A set of six generalized densities:

ldpi (low) ~120dpi
mdpi (medium) ~160dpi
hdpi (high) ~240dpi
xhdpi (extra-high) ~320dpi
xxhdpi (extra-extra-high) ~480dpi
xxxhdpi (extra-extra-extra-high) ~640dpi

From the wiki pages of each phone display

Scaling down into the buckets i.e if the ppi is 300 that would go into the hdpi bucket as it less then 320?

Galaxy S3 306ppi -> bucket hdpi
Nexus 4  318ppi -> bucket hdpi
Nexus 5  445ppi -> bucket xhdpi
Nexus 5X 432ppi -> bucket xhdpi
Nexus 6  493ppi -> bucket xxhdpi 
Nexus 6P 518ppi -> bucket xxhdpi

Is this the correct way to work out buckets for screen sizes.
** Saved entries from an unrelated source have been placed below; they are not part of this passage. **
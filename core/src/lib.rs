#![no_std]

extern crate alloc;

use alloc::collections::BTreeSet;
use serde::{Deserialize, Deserializer, Serialize};

pub use answer::*;
pub use board::*;
pub use engine::*;
pub use equation::*;
pub use error::*;
pub use generator::*;
pub use random::*;
pub use reward::*;
pub use square::*;
pub use storage::*;
pub use target::*;
pub use types::*;

mod answer;
mod board;
mod engine;
mod equation;
mod error;
mod generator;
mod random;
mod reward;
mod square;
mod storage;
mod target;
mod types;

pub const BOARD_SIZE_MIN: BoardSize = 4;
pub const BOARD_SIZE_MAX: BoardSize = 10;
pub const BOARD_SIZE_STEP: BoardSize = 2;
pub const NUMBER_RANGE_MIN: Number = 1;
pub const NUMBER_RANGE_MAX: Number = 100;
pub const TIMES_TABLE_MIN: TimesTable = 2;
pub const TIMES_TABLE_MAX: TimesTable = 12;
pub const DEFAULT_TIMES_TABLES: [TimesTable; 3] = [2, 5, 10];

/// Operation mode chosen in the config screen.
#[derive(Copy, Clone, Debug, Default, PartialEq, Eq, Serialize, Deserialize)]
#[serde(rename_all = "lowercase")]
pub enum OperationMode {
    #[default]
    Addition,
    Subtraction,
    Multiplication,
    /// Mixed mode, the concrete operation is resolved on every move.
    All,
}

impl OperationMode {
    pub const fn needs_times_tables(self) -> bool {
        matches!(self, Self::Multiplication | Self::All)
    }

    /// The fixed operation for this mode, `None` for mixed mode.
    pub const fn fixed_operation(self) -> Option<Operation> {
        match self {
            Self::Addition => Some(Operation::Addition),
            Self::Subtraction => Some(Operation::Subtraction),
            Self::Multiplication => Some(Operation::Multiplication),
            Self::All => None,
        }
    }
}

/// Arithmetic relation in force for a single move.
#[derive(Copy, Clone, Debug, PartialEq, Eq, Serialize, Deserialize)]
#[serde(rename_all = "lowercase")]
pub enum Operation {
    Addition,
    Subtraction,
    Multiplication,
}

impl Operation {
    /// How many squares make up a complete answer.
    pub const fn max_selections(self) -> usize {
        match self {
            Self::Multiplication => 1,
            Self::Addition | Self::Subtraction => 2,
        }
    }

    /// Combines two operands; subtraction is the absolute difference so operand order never matters.
    pub fn apply(self, a: Number, b: Number) -> Number {
        match self {
            Self::Addition => a.saturating_add(b),
            Self::Subtraction => a.abs_diff(b),
            Self::Multiplication => a.saturating_mul(b),
        }
    }

    pub const fn symbol(self) -> &'static str {
        match self {
            Self::Addition => "+",
            Self::Subtraction => "-",
            Self::Multiplication => "×",
        }
    }
}

#[derive(Clone, Debug, PartialEq, Eq, Serialize, Deserialize)]
#[serde(rename_all = "camelCase")]
pub struct GameConfig {
    pub mode: OperationMode,
    pub max_number: Number,
    pub board_size: BoardSize,
    // older saved configs predate times tables or store them as null
    #[serde(
        default = "GameConfig::default_times_tables",
        deserialize_with = "times_tables_or_default"
    )]
    pub selected_times_tables: BTreeSet<TimesTable>,
    #[serde(default)]
    pub arrangement: BoardArrangement,
}

impl GameConfig {
    pub fn new(
        mode: OperationMode,
        max_number: Number,
        board_size: BoardSize,
        selected_times_tables: impl IntoIterator<Item = TimesTable>,
    ) -> Self {
        Self {
            mode,
            max_number: Self::clamp_max_number(max_number),
            board_size: Self::clamp_board_size(board_size),
            selected_times_tables: Self::filter_times_tables(selected_times_tables),
            arrangement: BoardArrangement::default(),
        }
    }

    pub fn default_times_tables() -> BTreeSet<TimesTable> {
        DEFAULT_TIMES_TABLES.into_iter().collect()
    }

    pub const fn total_squares(&self) -> usize {
        let size = self.board_size as usize;
        size * size
    }

    pub fn set_mode(&mut self, mode: OperationMode) {
        self.mode = mode;
    }

    pub fn set_max_number(&mut self, max_number: Number) {
        self.max_number = Self::clamp_max_number(max_number);
    }

    pub fn set_board_size(&mut self, board_size: BoardSize) {
        self.board_size = Self::clamp_board_size(board_size);
    }

    pub fn set_times_tables(&mut self, tables: impl IntoIterator<Item = TimesTable>) {
        self.selected_times_tables = Self::filter_times_tables(tables);
    }

    pub fn set_arrangement(&mut self, arrangement: BoardArrangement) {
        self.arrangement = arrangement;
    }

    /// Brings every field back into its allowed range, used after loading a saved config.
    pub fn normalized(mut self) -> Self {
        self.max_number = Self::clamp_max_number(self.max_number);
        self.board_size = Self::clamp_board_size(self.board_size);
        self.selected_times_tables =
            Self::filter_times_tables(core::mem::take(&mut self.selected_times_tables));
        self
    }

    /// Whether a session may start with this config.
    pub fn has_required_times_tables(&self) -> bool {
        !self.mode.needs_times_tables() || !self.selected_times_tables.is_empty()
    }

    fn clamp_max_number(max_number: Number) -> Number {
        max_number.clamp(NUMBER_RANGE_MIN, NUMBER_RANGE_MAX)
    }

    // odd sizes round up so the board always holds an even number of squares
    fn clamp_board_size(board_size: BoardSize) -> BoardSize {
        let size = board_size.clamp(BOARD_SIZE_MIN, BOARD_SIZE_MAX);
        if size % 2 == 1 {
            (size + 1).min(BOARD_SIZE_MAX)
        } else {
            size
        }
    }

    fn filter_times_tables(tables: impl IntoIterator<Item = TimesTable>) -> BTreeSet<TimesTable> {
        tables
            .into_iter()
            .filter(|table| (TIMES_TABLE_MIN..=TIMES_TABLE_MAX).contains(table))
            .collect()
    }
}

fn times_tables_or_default<'de, D: Deserializer<'de>>(
    deserializer: D,
) -> core::result::Result<BTreeSet<TimesTable>, D::Error> {
    let tables = Option::<BTreeSet<TimesTable>>::deserialize(deserializer)?;
    Ok(tables.unwrap_or_else(GameConfig::default_times_tables))
}

impl Default for GameConfig {
    fn default() -> Self {
        Self {
            mode: OperationMode::Addition,
            max_number: 12,
            board_size: 6,
            selected_times_tables: Self::default_times_tables(),
            arrangement: BoardArrangement::default(),
        }
    }
}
The reason I asked is because I have created the following value directory resources:

values-hdpi/dimens
values-xhdpi/dimens
values-xxhdpi/dimens
values-xxxhdpi/dimens

In the dimens.xml I have different margins and set the dp depending on the bucket size i.e.

<dimen name="network_quantity_margin_top">100dp</dimen>

I am interested to know if this is the correct way to do this.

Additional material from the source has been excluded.